- WORK ITEM
Transcribe the data below verbatim from the line with "the engine returns." to the line with "fn drop(&mut self)". Include both of those lines.

- INFORMATION
====

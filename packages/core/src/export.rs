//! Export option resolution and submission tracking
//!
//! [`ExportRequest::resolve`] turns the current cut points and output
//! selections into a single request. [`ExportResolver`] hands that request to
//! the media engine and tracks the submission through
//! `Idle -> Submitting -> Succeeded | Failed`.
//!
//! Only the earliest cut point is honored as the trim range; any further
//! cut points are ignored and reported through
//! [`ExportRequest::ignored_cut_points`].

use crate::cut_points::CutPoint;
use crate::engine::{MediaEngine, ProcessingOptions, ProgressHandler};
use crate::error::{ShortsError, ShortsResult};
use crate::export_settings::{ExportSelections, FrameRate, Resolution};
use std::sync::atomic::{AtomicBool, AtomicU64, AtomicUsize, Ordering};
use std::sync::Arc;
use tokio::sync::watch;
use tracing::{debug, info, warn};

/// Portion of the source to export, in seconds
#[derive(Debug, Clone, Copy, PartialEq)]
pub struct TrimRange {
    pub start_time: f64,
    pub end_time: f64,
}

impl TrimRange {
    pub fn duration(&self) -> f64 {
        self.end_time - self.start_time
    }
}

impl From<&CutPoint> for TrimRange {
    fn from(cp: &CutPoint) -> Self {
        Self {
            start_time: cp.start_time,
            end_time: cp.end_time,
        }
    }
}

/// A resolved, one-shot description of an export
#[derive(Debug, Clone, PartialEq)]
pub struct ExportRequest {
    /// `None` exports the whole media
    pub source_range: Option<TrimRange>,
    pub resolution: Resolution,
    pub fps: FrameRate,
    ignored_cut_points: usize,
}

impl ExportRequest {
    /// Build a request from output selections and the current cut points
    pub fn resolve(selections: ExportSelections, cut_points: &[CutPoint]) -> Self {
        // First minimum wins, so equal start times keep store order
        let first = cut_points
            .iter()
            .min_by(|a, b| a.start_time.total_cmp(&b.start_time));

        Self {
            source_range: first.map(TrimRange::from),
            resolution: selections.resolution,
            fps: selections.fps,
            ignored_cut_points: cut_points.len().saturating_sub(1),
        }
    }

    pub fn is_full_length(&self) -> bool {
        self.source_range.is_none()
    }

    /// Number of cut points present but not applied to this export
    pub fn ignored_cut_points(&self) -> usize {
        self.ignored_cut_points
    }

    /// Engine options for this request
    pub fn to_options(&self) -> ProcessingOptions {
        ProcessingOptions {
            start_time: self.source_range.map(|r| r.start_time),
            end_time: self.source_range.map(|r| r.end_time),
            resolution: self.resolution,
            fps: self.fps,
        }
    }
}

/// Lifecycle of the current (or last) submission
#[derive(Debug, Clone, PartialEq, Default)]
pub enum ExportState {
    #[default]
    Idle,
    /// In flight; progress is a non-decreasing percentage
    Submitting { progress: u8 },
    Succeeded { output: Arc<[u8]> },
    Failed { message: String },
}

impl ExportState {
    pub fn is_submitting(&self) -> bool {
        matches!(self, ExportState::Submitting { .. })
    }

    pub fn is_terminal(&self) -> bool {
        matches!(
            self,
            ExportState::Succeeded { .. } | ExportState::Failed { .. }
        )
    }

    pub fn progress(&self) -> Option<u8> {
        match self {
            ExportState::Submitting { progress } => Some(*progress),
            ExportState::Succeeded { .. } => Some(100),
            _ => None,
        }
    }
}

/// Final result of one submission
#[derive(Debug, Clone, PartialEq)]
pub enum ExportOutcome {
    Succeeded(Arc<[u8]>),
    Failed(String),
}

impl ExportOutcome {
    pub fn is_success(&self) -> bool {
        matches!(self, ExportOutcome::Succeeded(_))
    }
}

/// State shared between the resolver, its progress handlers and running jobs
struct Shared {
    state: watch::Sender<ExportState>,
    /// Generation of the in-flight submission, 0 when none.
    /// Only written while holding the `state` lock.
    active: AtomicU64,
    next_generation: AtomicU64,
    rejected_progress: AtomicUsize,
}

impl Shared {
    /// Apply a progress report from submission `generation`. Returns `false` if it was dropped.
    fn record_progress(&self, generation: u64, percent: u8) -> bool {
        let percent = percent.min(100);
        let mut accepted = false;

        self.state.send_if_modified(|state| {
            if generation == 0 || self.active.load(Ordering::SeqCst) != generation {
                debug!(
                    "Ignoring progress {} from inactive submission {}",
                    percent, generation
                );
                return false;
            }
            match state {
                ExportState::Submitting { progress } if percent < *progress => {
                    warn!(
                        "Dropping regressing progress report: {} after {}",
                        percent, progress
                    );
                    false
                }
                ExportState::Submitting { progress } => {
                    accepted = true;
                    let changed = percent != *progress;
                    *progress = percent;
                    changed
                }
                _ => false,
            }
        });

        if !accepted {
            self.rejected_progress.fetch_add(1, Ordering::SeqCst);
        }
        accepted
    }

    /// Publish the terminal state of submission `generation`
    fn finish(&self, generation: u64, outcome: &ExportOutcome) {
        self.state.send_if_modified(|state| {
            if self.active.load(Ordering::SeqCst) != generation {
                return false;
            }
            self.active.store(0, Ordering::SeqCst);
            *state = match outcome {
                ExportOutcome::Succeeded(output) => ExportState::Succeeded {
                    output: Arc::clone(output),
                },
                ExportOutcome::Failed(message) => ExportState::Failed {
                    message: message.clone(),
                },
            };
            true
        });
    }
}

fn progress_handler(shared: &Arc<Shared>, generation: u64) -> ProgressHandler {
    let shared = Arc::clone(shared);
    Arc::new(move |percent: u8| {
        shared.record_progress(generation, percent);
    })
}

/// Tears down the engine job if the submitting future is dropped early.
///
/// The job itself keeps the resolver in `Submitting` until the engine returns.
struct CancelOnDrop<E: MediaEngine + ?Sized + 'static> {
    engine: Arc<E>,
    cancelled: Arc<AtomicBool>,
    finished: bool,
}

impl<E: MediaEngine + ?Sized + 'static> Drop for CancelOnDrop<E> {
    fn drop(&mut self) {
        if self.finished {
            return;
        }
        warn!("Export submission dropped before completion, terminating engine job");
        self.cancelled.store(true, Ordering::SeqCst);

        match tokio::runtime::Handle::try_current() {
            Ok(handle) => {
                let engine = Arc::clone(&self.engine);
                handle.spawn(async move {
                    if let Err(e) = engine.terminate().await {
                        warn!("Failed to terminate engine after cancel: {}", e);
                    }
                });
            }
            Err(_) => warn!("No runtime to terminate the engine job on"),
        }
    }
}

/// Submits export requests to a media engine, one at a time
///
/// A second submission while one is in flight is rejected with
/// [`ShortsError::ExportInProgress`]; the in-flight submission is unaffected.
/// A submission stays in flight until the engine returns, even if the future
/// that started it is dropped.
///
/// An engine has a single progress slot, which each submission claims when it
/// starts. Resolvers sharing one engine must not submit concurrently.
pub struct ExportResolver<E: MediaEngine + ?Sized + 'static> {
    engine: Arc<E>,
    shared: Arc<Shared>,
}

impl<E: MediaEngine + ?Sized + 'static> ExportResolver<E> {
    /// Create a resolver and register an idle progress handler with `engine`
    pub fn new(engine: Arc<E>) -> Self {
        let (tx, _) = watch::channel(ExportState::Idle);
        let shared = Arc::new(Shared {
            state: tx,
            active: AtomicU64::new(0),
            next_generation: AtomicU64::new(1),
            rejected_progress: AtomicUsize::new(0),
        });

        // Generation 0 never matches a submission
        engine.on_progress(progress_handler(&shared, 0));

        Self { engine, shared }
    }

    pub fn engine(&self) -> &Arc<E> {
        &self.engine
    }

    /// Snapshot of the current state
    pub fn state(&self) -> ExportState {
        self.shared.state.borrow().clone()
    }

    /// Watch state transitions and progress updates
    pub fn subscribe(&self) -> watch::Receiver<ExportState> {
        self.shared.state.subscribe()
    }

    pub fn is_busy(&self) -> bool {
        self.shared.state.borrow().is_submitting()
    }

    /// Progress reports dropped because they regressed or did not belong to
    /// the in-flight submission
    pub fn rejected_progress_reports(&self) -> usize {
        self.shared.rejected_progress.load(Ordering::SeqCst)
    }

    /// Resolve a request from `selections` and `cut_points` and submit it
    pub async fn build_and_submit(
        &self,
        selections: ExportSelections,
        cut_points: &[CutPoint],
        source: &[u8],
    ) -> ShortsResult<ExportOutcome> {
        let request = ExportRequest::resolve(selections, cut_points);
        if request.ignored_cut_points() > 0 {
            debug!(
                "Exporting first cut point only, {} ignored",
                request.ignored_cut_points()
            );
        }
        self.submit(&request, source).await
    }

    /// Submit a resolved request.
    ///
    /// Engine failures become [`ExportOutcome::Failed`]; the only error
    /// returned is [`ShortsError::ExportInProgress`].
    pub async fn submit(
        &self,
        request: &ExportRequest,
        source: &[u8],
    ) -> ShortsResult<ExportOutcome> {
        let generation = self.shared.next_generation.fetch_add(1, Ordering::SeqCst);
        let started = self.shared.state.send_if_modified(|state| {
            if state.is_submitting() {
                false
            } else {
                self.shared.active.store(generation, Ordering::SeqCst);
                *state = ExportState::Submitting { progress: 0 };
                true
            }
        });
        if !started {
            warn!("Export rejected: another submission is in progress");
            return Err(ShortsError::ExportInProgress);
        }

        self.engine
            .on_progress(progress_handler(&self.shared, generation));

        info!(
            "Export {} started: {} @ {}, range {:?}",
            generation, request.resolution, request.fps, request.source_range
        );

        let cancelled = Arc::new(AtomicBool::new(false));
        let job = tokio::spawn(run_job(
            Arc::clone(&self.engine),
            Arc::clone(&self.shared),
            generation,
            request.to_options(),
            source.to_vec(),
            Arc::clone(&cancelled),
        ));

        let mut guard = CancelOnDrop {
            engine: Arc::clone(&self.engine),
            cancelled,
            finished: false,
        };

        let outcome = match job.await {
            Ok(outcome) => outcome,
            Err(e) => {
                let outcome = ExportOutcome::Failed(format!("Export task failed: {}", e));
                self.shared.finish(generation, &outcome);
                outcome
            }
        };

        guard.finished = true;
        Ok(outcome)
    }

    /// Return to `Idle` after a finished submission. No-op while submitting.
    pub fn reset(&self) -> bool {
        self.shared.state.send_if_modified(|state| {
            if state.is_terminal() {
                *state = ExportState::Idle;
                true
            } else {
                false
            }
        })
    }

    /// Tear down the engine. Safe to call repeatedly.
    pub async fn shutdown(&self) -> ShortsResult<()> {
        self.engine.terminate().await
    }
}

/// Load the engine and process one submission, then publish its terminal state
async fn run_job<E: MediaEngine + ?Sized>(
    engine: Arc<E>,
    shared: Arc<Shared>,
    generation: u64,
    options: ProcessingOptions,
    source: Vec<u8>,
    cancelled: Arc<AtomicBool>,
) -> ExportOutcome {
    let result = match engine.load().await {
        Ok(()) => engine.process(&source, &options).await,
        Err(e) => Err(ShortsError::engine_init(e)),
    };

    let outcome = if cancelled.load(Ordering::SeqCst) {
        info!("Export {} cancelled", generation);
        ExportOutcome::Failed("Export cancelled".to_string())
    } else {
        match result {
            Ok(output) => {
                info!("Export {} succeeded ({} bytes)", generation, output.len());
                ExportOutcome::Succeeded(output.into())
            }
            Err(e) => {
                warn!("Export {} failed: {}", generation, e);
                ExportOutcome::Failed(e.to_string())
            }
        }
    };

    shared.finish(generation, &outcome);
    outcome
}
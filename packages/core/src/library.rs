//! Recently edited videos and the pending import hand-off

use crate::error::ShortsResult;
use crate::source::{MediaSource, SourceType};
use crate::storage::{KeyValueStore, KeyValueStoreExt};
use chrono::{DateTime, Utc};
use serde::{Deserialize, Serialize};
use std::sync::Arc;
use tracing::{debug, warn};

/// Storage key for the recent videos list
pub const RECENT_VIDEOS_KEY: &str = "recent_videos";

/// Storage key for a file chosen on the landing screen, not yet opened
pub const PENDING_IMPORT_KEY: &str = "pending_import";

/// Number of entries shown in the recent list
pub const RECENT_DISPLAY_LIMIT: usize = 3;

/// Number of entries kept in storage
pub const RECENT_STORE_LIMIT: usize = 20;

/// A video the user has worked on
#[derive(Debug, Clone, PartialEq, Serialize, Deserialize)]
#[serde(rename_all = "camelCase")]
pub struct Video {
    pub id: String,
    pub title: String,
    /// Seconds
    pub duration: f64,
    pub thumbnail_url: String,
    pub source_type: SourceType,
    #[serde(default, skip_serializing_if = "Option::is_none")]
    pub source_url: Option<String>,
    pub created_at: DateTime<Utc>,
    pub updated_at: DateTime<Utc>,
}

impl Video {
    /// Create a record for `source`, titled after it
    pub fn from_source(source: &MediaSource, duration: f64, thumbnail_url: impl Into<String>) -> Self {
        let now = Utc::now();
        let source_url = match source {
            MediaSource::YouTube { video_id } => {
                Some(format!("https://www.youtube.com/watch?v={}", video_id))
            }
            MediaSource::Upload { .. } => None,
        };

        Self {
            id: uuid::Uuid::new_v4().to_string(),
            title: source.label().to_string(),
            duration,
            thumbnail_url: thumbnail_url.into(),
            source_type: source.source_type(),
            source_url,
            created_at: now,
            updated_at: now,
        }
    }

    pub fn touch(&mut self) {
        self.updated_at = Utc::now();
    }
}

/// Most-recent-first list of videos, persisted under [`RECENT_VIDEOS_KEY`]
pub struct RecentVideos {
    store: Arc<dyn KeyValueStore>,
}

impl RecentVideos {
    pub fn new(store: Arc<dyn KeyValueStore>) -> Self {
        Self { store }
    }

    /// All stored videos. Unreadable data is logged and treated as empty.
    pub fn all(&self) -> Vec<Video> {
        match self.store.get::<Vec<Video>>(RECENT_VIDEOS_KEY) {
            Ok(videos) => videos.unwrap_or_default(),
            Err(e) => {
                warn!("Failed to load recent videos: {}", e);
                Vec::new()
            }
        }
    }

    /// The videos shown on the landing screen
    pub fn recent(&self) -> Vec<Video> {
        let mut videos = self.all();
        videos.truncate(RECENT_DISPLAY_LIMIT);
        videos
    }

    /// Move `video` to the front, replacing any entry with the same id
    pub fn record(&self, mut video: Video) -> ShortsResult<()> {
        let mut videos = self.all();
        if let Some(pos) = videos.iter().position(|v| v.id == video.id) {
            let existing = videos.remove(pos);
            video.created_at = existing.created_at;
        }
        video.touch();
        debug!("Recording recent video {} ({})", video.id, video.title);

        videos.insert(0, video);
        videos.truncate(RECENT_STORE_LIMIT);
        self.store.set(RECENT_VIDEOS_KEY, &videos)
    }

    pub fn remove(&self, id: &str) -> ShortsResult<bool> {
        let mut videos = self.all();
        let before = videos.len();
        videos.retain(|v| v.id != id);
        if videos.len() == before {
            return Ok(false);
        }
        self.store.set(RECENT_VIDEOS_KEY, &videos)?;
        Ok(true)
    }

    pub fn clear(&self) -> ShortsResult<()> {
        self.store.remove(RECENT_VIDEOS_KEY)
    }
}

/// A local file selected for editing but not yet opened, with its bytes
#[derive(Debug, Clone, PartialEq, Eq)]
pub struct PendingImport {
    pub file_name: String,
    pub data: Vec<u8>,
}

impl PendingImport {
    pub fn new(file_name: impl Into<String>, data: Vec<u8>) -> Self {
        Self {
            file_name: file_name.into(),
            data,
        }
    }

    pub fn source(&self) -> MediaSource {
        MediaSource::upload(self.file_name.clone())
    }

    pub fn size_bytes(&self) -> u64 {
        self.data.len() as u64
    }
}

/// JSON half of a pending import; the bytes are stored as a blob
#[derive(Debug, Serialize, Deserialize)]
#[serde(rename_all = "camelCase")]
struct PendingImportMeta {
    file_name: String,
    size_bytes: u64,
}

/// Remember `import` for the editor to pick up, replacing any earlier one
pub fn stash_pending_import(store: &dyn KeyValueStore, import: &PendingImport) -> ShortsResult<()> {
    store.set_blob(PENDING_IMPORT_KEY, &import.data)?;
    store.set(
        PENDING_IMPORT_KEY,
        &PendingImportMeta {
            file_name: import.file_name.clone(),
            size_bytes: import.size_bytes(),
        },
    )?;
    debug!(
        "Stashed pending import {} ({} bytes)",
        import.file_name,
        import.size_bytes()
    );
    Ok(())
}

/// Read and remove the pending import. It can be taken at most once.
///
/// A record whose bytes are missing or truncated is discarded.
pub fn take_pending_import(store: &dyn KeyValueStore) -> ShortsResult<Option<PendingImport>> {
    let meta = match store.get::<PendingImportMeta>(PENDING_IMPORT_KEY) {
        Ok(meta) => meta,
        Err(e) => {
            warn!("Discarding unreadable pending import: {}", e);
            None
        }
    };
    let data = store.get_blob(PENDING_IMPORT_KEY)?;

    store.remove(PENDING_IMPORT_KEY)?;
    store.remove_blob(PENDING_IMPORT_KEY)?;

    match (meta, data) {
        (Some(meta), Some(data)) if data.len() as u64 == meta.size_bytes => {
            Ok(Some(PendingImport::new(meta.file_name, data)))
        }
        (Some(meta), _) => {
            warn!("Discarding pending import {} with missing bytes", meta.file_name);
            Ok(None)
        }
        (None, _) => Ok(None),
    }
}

====

- EXERCISE RESULT
/// The job itself keeps the resolver in `Submitting` until the engine returns.
struct CancelOnDrop<E: MediaEngine + ?Sized + 'static> {
    engine: Arc<E>,
    cancelled: Arc<AtomicBool>,
    finished: bool,
}

impl<E: MediaEngine + ?Sized + 'static> Drop for CancelOnDrop<E> {
    fn drop(&mut self) {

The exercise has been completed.